Jo-Anna, the reason I want to sell my female pixie is because on top of my two pixie frogs I have two leopard geckos and fish. As you know it's expensive to own multiple animals. I originally planned to only own one pixie frog, and I wanted a male. Most likely I won't be able to sell my female regardless, because most buyers want the big males.

TJ

----------


## onedge30

@Kevin, yes, I have seen many reptiles sold as the 'popular' species, when they should really know that it is not that species. I get that some amphibians are hard to tell, but get the knowledge or sell it as an unknown. 
@TJ, I would have to see your pixie in person. If it is the one I have seen on craigslist,  Just asking. http://orlando.craigslist.org/pet/1852860956.html
Hey TJ, let me give you a call. I will come up and take a look. If it is a female adspersus, I will take it. Ok, talked with your Dad. I will see you this weekend.
@ Jo-anna, yea it does seem like a lot when you look at alone. But when you look at it compared to other reptiles, not so much. I just bought a juvinile bull snake for $100, and that was a good price. So, for an adult pixie, not really that bad. And rare, right now. So you have to pay more.

I would like to try natural breeding in the spring, it I can get a set of adults that are old enough.

----------


## Deku

> Jo-Anna, the reason I want to sell my female pixie is because on top of my two pixie frogs I have two leopard geckos and fish. As you know it's expensive to own multiple animals. I originally planned to only own one pixie frog, and I wanted a male. Most likely I won't be able to sell my female regardless, because most buyers want the big males.
> 
> TJ


Just breed them. Cut down expenses. Like instead of buying expensive food for fish. Make prepared diet(gel suspensions). I think YOU COULD do this for your pixie frogs too. A gel suspensions puts all the necessary nutrients into one food. Made of clear jello(gelatin). Try keeping costs down by other methods. Breed the adults and sell the offsprings by 50-100bucks a piece. It should pay for the boarding place for the adults. ;]

----------


## Kurt

Most frogs will not eat things unless they are moving. So I don't think your idea will work.

----------


## onedge30

@Kurt, you would be surprised at what a pixie will try and eat! LOL Fingers, substrate, the side of a dish, spray bottle nozzle ..... etc.

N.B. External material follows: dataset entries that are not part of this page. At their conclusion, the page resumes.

//! Favorites store persisted through a [`KeyValueStore`].
//!
//! The set of favorited launch ids lives in memory for O(1) membership checks
//! and is written back in full, synchronously, on every toggle. The persisted
//! form is a JSON array of strings under [`FAVORITES_KEY`]; order is not
//! meaningful and duplicates collapse on load.
//!
//! Loading never fails. A missing key, a value that is not an array of
//! strings, or a backend read error all yield an empty set; losing a corrupt
//! favorites list is preferable to refusing to start.

use crate::domain::error::{ExplorerError, Result};
use crate::storage::backend::KeyValueStore;
use std::collections::HashSet;

/// Storage key holding the favorites array.
pub const FAVORITES_KEY: &str = "spacex-favorites";

/// Read-only membership query used by the launch filter.
pub trait FavoriteLookup {
    /// Returns `true` if the launch with `id` is a favorite.
    fn is_favorite(&self, id: &str) -> bool;
}

impl FavoriteLookup for HashSet<String> {
    fn is_favorite(&self, id: &str) -> bool {
        self.contains(id)
    }
}

/// Favorited launch ids backed by a persistent key-value store.
///
/// # Examples
///
/// ```
/// use spacex_explorer::storage::{FavoritesStore, MemoryStore, FAVORITES_KEY};
///
/// let mut favorites = FavoritesStore::load(MemoryStore::with_entry(FAVORITES_KEY, r#"["a","b"]"#));
/// assert!(favorites.is_favorite("a"));
/// assert_eq!(favorites.count(), 2);
///
/// assert!(!favorites.toggle("a")?);
/// assert_eq!(favorites.count(), 1);
/// # Ok::<(), spacex_explorer::ExplorerError>(())
/// ```
#[derive(Debug)]
pub struct FavoritesStore<S: KeyValueStore> {
    store: S,
    ids: HashSet<String>,
}

impl<S: KeyValueStore> FavoritesStore<S> {
    /// Rehydrates the favorites set from `store`.
    pub fn load(store: S) -> Self {
        let _span = tracing::debug_span!("favorites_load").entered();

        let ids = match store.read(FAVORITES_KEY) {
            Ok(Some(raw)) => decode(&raw).unwrap_or_else(|e| {
                tracing::warn!(error = %e, "failed to parse persisted favorites, starting empty");
                HashSet::new()
            }),
            Ok(None) => {
                tracing::debug!("no persisted favorites");
                HashSet::new()
            }
            Err(e) => {
                tracing::warn!(error = %e, "failed to read persisted favorites, starting empty");
                HashSet::new()
            }
        };

        tracing::debug!(count = ids.len(), "favorites loaded");
        Self { store, ids }
    }

    /// Flips membership of `id` and persists the whole set before returning.
    ///
    /// Returns the new membership: `true` if `id` is now a favorite.
    ///
    /// # Errors
    ///
    /// Returns [`ExplorerError::Storage`] if the write fails. The toggle is
    /// undone in that case, so the in-memory set keeps matching what is stored.
    pub fn toggle(&mut self, id: &str) -> Result<bool> {
        let _span = tracing::debug_span!("favorites_toggle", id = %id).entered();

        let now_favorite = if self.ids.remove(id) {
            false
        } else {
            self.ids.insert(id.to_string());
            true
        };

        if let Err(e) = self.persist() {
            if now_favorite {
                self.ids.remove(id);
            } else {
                self.ids.insert(id.to_string());
            }
            tracing::error!(error = %e, "failed to persist favorites, toggle reverted");
            return Err(e);
        }

        tracing::debug!(now_favorite, count = self.ids.len(), "favorite toggled");
        Ok(now_favorite)
    }

    /// Returns `true` if `id` is a favorite.
    #[must_use]
    pub fn is_favorite(&self, id: &str) -> bool {
        self.ids.contains(id)
    }

    /// Number of favorites.
    #[must_use]
    pub fn count(&self) -> usize {
        self.ids.len()
    }

    /// Favorite ids in sorted order, exactly as the next write encodes them.
    #[must_use]
    pub fn ids(&self) -> Vec<String> {
        let mut ids: Vec<String> = self.ids.iter().cloned().collect();
        ids.sort_unstable();
        ids
    }

    /// Returns the underlying backend.
    pub const fn store(&self) -> &S {
        &self.store
    }

    fn persist(&mut self) -> Result<()> {
        let raw = serde_json::to_string(&self.ids())
            .map_err(|e| ExplorerError::Storage(format!("failed to encode favorites: {e}")))?;
        self.store.write(FAVORITES_KEY, &raw)
    }
}

impl<S: KeyValueStore> FavoriteLookup for FavoritesStore<S> {
    fn is_favorite(&self, id: &str) -> bool {
        Self::is_favorite(self, id)
    }
}

fn decode(raw: &str) -> Result<HashSet<String>> {
    let ids: Vec<String> = serde_json::from_str(raw)
        .map_err(|e| ExplorerError::Parse(format!("favorites are not a JSON array of strings: {e}")))?;
    Ok(ids.into_iter().collect())
}
//! End-to-end flows through the public API: favorites on disk, the spawned
//! fetch worker and the event handler, with a scripted launch source.

use async_trait::async_trait;
use spacex_explorer::domain::{Launch, Rocket};
use spacex_explorer::source::LaunchSource;
use spacex_explorer::storage::{FavoritesStore, JsonFileStore, KeyValueStore, MemoryStore, FAVORITES_KEY};
use spacex_explorer::ui::{render, render_plain};
use spacex_explorer::worker::{FetchWorker, WorkerHandle};
use spacex_explorer::{handle_event, initialize, open_store, Action, AppState, Config, Event, ExplorerError, Result};
use std::sync::atomic::{AtomicBool, Ordering};
use std::time::{Duration, Instant};

#[derive(Default)]
struct ScriptedSource {
    offline: AtomicBool,
}

fn launch(id: &str, name: &str, date: &str, success: Option<bool>) -> Launch {
    let mut launch = Launch::new(id, name, date);
    launch.success = success;
    launch.rocket = "5e9d0d95eda69973a809d1ec".to_string();
    launch
}

#[async_trait]
impl LaunchSource for ScriptedSource {
    async fn fetch_launches(&self) -> Result<Vec<Launch>> {
        if self.offline.load(Ordering::SeqCst) {
            return Err(ExplorerError::Source("HTTP 503 from /launches".to_string()));
        }
        Ok(vec![
            launch("s6", "Starlink-6", "2021-03-04T08:24:00.000Z", Some(true)),
            launch("s5", "Starlink-5", "2022-01-06T21:49:00.000Z", Some(true)),
            launch("amos", "Amos-6", "2016-09-01T13:07:00.000Z", Some(false)),
        ])
    }

    async fn fetch_rocket(&self, id: &str) -> Result<Rocket> {
        Ok(Rocket {
            id: id.to_string(),
            name: "Falcon 9".to_string(),
            rocket_type: "rocket".to_string(),
            company: "SpaceX".to_string(),
            success_rate_pct: 98.0,
            cost_per_launch: 50_000_000,
            ..Rocket::default()
        })
    }
}

/// Handles `event`, forwards worker requests and feeds responses back until
/// the exchange settles.
async fn drive<S: KeyValueStore>(state: &mut AppState<S>, worker: &mut WorkerHandle, event: Event) {
    let mut in_flight = 0;
    let mut next = Some(event);
    while let Some(event) = next.take() {
        let (_, actions) = handle_event(state, &event).expect("handle event");
        for action in actions {
            if let Action::PostToWorker(message) = action {
                worker.post(message).expect("post to worker");
                in_flight += 1;
            }
        }
        if in_flight > 0 {
            let response = worker.recv().await.expect("worker response");
            in_flight -= 1;
            next = Some(Event::WorkerResponse(response));
        }
    }
}

fn names<S: KeyValueStore>(state: &AppState<S>) -> Vec<&str> {
    state.filtered_launches.iter().map(|l| l.name.as_str()).collect()
}

#[tokio::test]
async fn browse_session_filters_and_opens_details() {
    let mut worker = FetchWorker::new(ScriptedSource::default()).spawn();
    let mut state = initialize(&Config::default(), MemoryStore::default());

    drive(&mut state, &mut worker, Event::Load).await;
    assert_eq!(names(&state), vec!["Starlink-5", "Starlink-6", "Amos-6"]);

    drive(&mut state, &mut worker, Event::ToggleSuccessfulOnly).await;
    assert_eq!(state.summary(), "Showing 2 of 3 launches (successful only)");

    let t0 = Instant::now();
    drive(&mut state, &mut worker, Event::SearchInput { query: "link-6".into(), at: t0 }).await;
    drive(&mut state, &mut worker, Event::Tick(t0 + Duration::from_millis(300))).await;
    assert_eq!(names(&state), vec!["Starlink-6"]);

    drive(&mut state, &mut worker, Event::OpenDetails).await;
    assert!(state.rockets.contains_key("5e9d0d95eda69973a809d1ec"));

    let frame = render(&state, 30, 100);
    assert!(frame.contains("Starlink-6"));
    assert!(frame.contains("$50,000,000"));
    assert!(frame.contains("98%"));

    worker.shutdown();
}

#[tokio::test]
async fn failed_load_then_refresh_recovers() {
    let source = ScriptedSource::default();
    source.offline.store(true, Ordering::SeqCst);
    let mut worker = FetchWorker::new(source).spawn();
    let mut state = initialize(&Config::default(), MemoryStore::default());

    drive(&mut state, &mut worker, Event::Load).await;
    assert!(state.filtered_launches.is_empty());
    let out = render_plain(&state, 80);
    assert!(out.contains("Failed to load SpaceX launches."));
    assert!(out.contains("HTTP 503"));

    worker.shutdown();

    let mut worker = FetchWorker::new(ScriptedSource::default()).spawn();
    drive(&mut state, &mut worker, Event::Refresh).await;
    assert_eq!(state.filtered_launches.len(), 3);
    worker.shutdown();
}

#[test]
fn favorites_survive_restart_through_the_file_store() {
    let dir = tempfile::tempdir().expect("tempdir");
    let config = Config {
        data_dir: Some(dir.path().to_path_buf()),
        ..Config::default()
    };

    {
        let mut state = initialize(&config, open_store(&config, false).expect("open store"));
        state.favorites.toggle("s5").expect("toggle s5");
        state.favorites.toggle("amos").expect("toggle amos");
        state.favorites.toggle("s5").expect("untoggle s5");
    }

    let state = initialize(&config, open_store(&config, false).expect("reopen store"));
    assert_eq!(state.favorites.ids(), vec!["amos"]);

    let raw = JsonFileStore::new(dir.path().join("favorites.json"))
        .expect("open file")
        .read(FAVORITES_KEY)
        .expect("read");
    assert_eq!(raw.as_deref(), Some(r#"["amos"]"#));
}

#[test]
fn ephemeral_store_leaves_no_files() {
    let dir = tempfile::tempdir().expect("tempdir");
    let config = Config {
        data_dir: Some(dir.path().join("data")),
        ..Config::default()
    };

    let mut favorites = FavoritesStore::load(open_store(&config, true).expect("memory store"));
    favorites.toggle("s6").expect("toggle");
    assert_eq!(favorites.count(), 1);
    assert!(!dir.path().join("data").exists());
}

#[test]
fn binary_favorites_file_does_not_block_startup() {
    let dir = tempfile::tempdir().expect("tempdir");
    let config = Config {
        data_dir: Some(dir.path().to_path_buf()),
        ..Config::default()
    };
    let path = spacex_explorer::infrastructure::favorites_file(dir.path());
    std::fs::write(&path, [0xff, 0xfe, b'[', b']']).expect("seed binary file");

    let state = initialize(&config, open_store(&config, false).expect("file store"));
    assert_eq!(state.favorites.count(), 0);
    assert!(path.with_extension("corrupt").exists());
}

Maybe with just a little movement close to their mouth should be enough. Interesting thought tho on the gel mix idea. Could make a cricket, krill, worm, fish, vitamin slushy and chill it.  :Smile:

----------


## Jace

*Yes, it does get expensive to feed.  Right now my collection includes: 2 dogs, 3 cats, 2 Leopard geckos, 9 Fire Belly Toads, 3 African Giant Bullfrogs, 1 Pacific Chorus Frog, 1 American Bullfrog, 2 tadpoles, 15 Madacascar Hissing roaches (and counting), and 1 Pink Toe tarantula.  It's probably a good thing I have officially run out of space!!*  :Smile:

----------


## Kurt

Thats nothing! I have 2 scorpions, 1 fish, 10 salamanders, 42 frogs, 2 turtles, 1 lizard, and 8 snakes.

----------


## Jace

*Lol-yes, but you breed most of your animals-that's not the same!  Oh, and I have three fish as well...oops, sorry fishies!  I would love to try a salamander....I fell in love with one at the pet store, but our house is too warm for it during the summer.  One day, hopefully. *

----------


## Deku

> @Kurt, you would be surprised at what a pixie will try and eat! LOL Fingers, substrate, the side of a dish, spray bottle nozzle ..... etc.
> 
> Maybe with just a little movement close to their mouth should be enough. Interesting thought tho on the gel mix idea. Could make a cricket, krill, worm, fish, vitamin slushy and chill it.


Hmm well thats PART of the idea. What you put in there is the animals NATURAL diet, and then you add SOME supplements.I do this for my turtle. So dont follow my ideas on this part. But what I put in is:
-3cuttle bones
-4table spoons of vitamin powder
-20crickets
-30earthworms
-20/30 other insects 
-Crustaceans(whole crab, lobster, shrimp)
-Mollusks(5clams without the shell, 25large snails with shell and all)
-fish(Trout whole trout, and other fresh water fish)


See this is what id put in the blender then get it to "smoothie". Course I maybe innacurate on what I just said I put but its like I put 30%insects, 20%mollusks, 20%percent veggies(leafy mainly, and the rest be stuff like carrots, and etc), 5% fruits(high sugars not too good) and then 20% fish. Lol I know im 5% extra but I put extra gunk in there. Lol I make a few extra batches. I make them all different a bit. They all have the same stuff for the most part. But each have like 3 different extra stuff to give it flavor for the turtles. So they arent just eating the same old thing. Sometimes Ill add a dead mouse on one of them along with some other stuff. Or maybe ill add an expensive fish, like halibut or something. You know where Iam going with this? I do this for my own turtles because I like variety. My friend did SOMETHING like this before but a bit different in what he put in. 
Anywho all you do is just take the stuff you want your frogs to eat. put it in the blender for liquify. Then you make tasteless  jello aka transparent jello. You mix it in and make a few batches put it on the freezer and voila. :U You have a stinky food now. But be sure to cover the whole thing cause the smell lingers and it smells like a dead horse.

----------


## onedge30

Well, TJ's little pixie adspersus has a new home with me.  :Big Grin: 

Now I 'think' I have 1.2.0.

----------


## Jace

*Congrats, Jeff.  Do I hear the splish splash of tadpoles in your future?*

----------